Justin Cooke

March 5, 2015

There’s not much worse than being stuck in a job you hate.

Whether you’re just not being challenged or you hate the career path you’re facing, you’re in a tough spot.

Introducing: The Lifestyle Larry Approach

We’ve talked to quite a few of you who are looking to move away from your jobs, but know that will require job-replacement income. In this week’s episode, Joe and I sit down to discuss the challenges that come with transitioning from the J-O-B to a portfolio of website and put together an action plan for anyone looking to make the move.

This topic really resonated with us because we WERE those guys sitting in an office and wondering how to “get out”.

I think this is one of our best episodes in a while and whether you’re looking for an escape from your current position or wondering how to build a diversified portfolio that replaces your income, you’re going to want to listen to this.

Check Out This Week’s Episode Here:

Direct Download – Right Click, Save As

Topics Discussed This Week:

  • How important is the size of your portfolio?
  • Security Through Diversification
  • Growth strategies that work
  • Time requirements to consider
  • Virtual Assistants – You’ll need some
  • Partners (Or Investors)?

Process To Purchase:

  1. Find Interesting Websites
  2. Pay Deposit
  3. Perform Due Diligence
  4. Make An Offer
  5. Complete Transfer
  6. Implement Growth Strategies

Mentions:

Spread the Love:

“If you work for someone else, act as if you own the company” – Justin – Tweet This!

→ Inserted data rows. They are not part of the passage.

// shelby Copyright (c) 2023 Evan Overman (https://an-prata.it).
// Licensed under the MIT License.
// See LICENSE file in repository root for complete license text.

use serde::{Deserialize, Serialize};
use std::{
    fmt::{self, Display, Formatter},
    ops::{Add, Neg, Sub},
};

/// A heading in whole degrees. Headings do not preserve the number of turns,
/// a heading of 365 degrees becomes 5 degrees, and are always kept within
/// (-180, 180]. Exactly -180 is reported as 180.
#[derive(Clone, Copy, Debug, Default, PartialEq, Eq, Hash, Serialize, Deserialize)]
#[serde(transparent)]
pub struct Heading {
    degrees: i32,
}

impl Heading {
    pub const ZERO: Self = Self { degrees: 0 };

    /// Creates a heading from any number of degrees, wrapping it into range.
    #[must_use]
    pub fn from_degrees(degrees: i64) -> Self {
        Self {
            degrees: wrap_degrees(degrees),
        }
    }

    #[inline]
    #[must_use]
    pub fn degrees(&self) -> i32 {
        self.degrees
    }

    #[inline]
    #[must_use]
    pub fn radians(&self) -> f64 {
        f64::from(self.degrees).to_radians()
    }
}

/// Reduces `degrees` into (-180, 180] with a single modular reduction.
#[inline]
#[must_use]
pub fn wrap_degrees(degrees: i64) -> i32 {
    // Reduced before any arithmetic so no input can overflow.
    let r = degrees.rem_euclid(360);
    (if r > 180 { r - 360 } else { r }) as i32
}

/// Combines a raw integrated gyro reading with mount orientation, the
/// starting heading and the drive direction flip.
///
/// # Arguments
///
/// * `raw` - Integrated Z reading, positive counter clockwise when upright.
/// * `init_hdg` - Heading the robot started the run at.
/// * `inverted` - The gyro is mounted upside down.
/// * `flipped` - Driving with the opposite end forward from the one the gyro
/// was calibrated with.
#[must_use]
pub fn fuse(raw: i32, init_hdg: i32, inverted: bool, flipped: bool) -> Heading {
    let g_dir: i64 = if inverted { -1 } else { 1 };
    let dir_adj: i64 = if flipped { 180 } else { 0 };

    Heading::from_degrees(g_dir * i64::from(raw) + i64::from(init_hdg) + dir_adj)
}

impl Add<Heading> for Heading {
    type Output = Self;

    fn add(self, other: Heading) -> Self {
        Self::from_degrees(i64::from(self.degrees) + i64::from(other.degrees))
    }
}

impl Sub<Heading> for Heading {
    type Output = Self;

    fn sub(self, other: Heading) -> Self {
        Self::from_degrees(i64::from(self.degrees) - i64::from(other.degrees))
    }
}

impl Neg for Heading {
    type Output = Self;

    fn neg(self) -> Self {
        Self::from_degrees(-i64::from(self.degrees))
    }
}

impl From<Heading> for i32 {
    fn from(value: Heading) -> Self {
        value.degrees
    }
}

impl Display for Heading {
    fn fmt(&self, f: &mut Formatter<'_>) -> fmt::Result {
        write!(f, "{}°", self.degrees)
    }
}

#[cfg(test)]
mod tests {
    use super::{fuse, wrap_degrees, Heading};

    #[test]
    fn wraps_into_half_open_range() {
        let vals = [
            (0, 0),
            (180, 180),
            (-180, 180),
            (-179, -179),
            (181, -179),
            (-181, 179),
            (360, 0),
            (540, 180),
            (-540, 180),
            (725, 5),
        ];

        for (deg, wrapped) in vals {
            assert_eq!(wrap_degrees(deg), wrapped, "wrapping {deg}");
        }
    }

    #[test]
    fn extreme_inputs_stay_in_range() {
        for raw in [i32::MIN, i32::MIN + 1, -1, 0, 1, i32::MAX] {
            for init in [i32::MIN, -90, 0, 90, i32::MAX] {
                for inverted in [false, true] {
                    for flipped in [false, true] {
                        let h = fuse(raw, init, inverted, flipped).degrees();
                        assert!(h > -180 && h <= 180, "{raw} {init} -> {h}");
                    }
                }
            }
        }

        for deg in [i64::MIN, i64::MIN + 1, i64::MAX - 1, i64::MAX] {
            let h = Heading::from_degrees(deg).degrees();
            assert!(h > -180 && h <= 180, "{deg} -> {h}");
            assert_eq!((i128::from(deg) - i128::from(h)).rem_euclid(360), 0);
        }

        assert_eq!(Heading::from_degrees(i64::MIN).degrees(), -8);
        assert_eq!(Heading::from_degrees(i64::MAX).degrees(), 7);
    }

    #[test]
    fn radians() {
        assert_eq!(Heading::ZERO.radians(), 0f64);
        assert!((Heading::from_degrees(180).radians() - std::f64::consts::PI).abs() < 1e-12);
        assert!((Heading::from_degrees(-90).radians() + std::f64::consts::FRAC_PI_2).abs() < 1e-12);
    }

    #[test]
    fn fused_boundaries() {
        assert_eq!(fuse(180, 0, false, false).degrees(), 180);
        assert_eq!(fuse(-181, 0, false, false).degrees(), 179);
        assert_eq!(fuse(0, 0, true, true).degrees(), 180);
        assert_eq!(fuse(10, 0, true, true).degrees(), 170);
        assert_eq!(fuse(10, 0, true, false).degrees(), -10);
        assert_eq!(fuse(30, 45, false, false).degrees(), 75);
    }

    #[test]
    fn operators_rewrap() {
        let a = Heading::from_degrees(170);
        let b = Heading::from_degrees(20);

        assert_eq!((a + b).degrees(), -170);
        assert_eq!((b - a).degrees(), -150);
        assert_eq!((-Heading::from_degrees(180)).degrees(), 180);
        assert_eq!(a.to_string(), "170°");
    }
}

“The deeper diversified you are the heavier the time requirement for you” – Justin – Tweet This!

“Filter the easy ‘No’s’ first in due diligence” – Joe – Tweet This!

Now…over to you! What would your approach be for a Lifestyle Larry? How do you balance diversification vs. time requirements?


Make a living buying and selling websites
Sign up now to get our best tips, strategies, and case studies
Discussion
Leave a comment
  1. Does anyone wanna lend me $240,000?

    Great podcast guys. It’s great that you guys will give the money back to the buyer if the seller spooks you. I know it’s a pain and frustrating for both parties, but this is what really sets you apart from flippa, and why people are happy to pay 20x earnings. Keep it up!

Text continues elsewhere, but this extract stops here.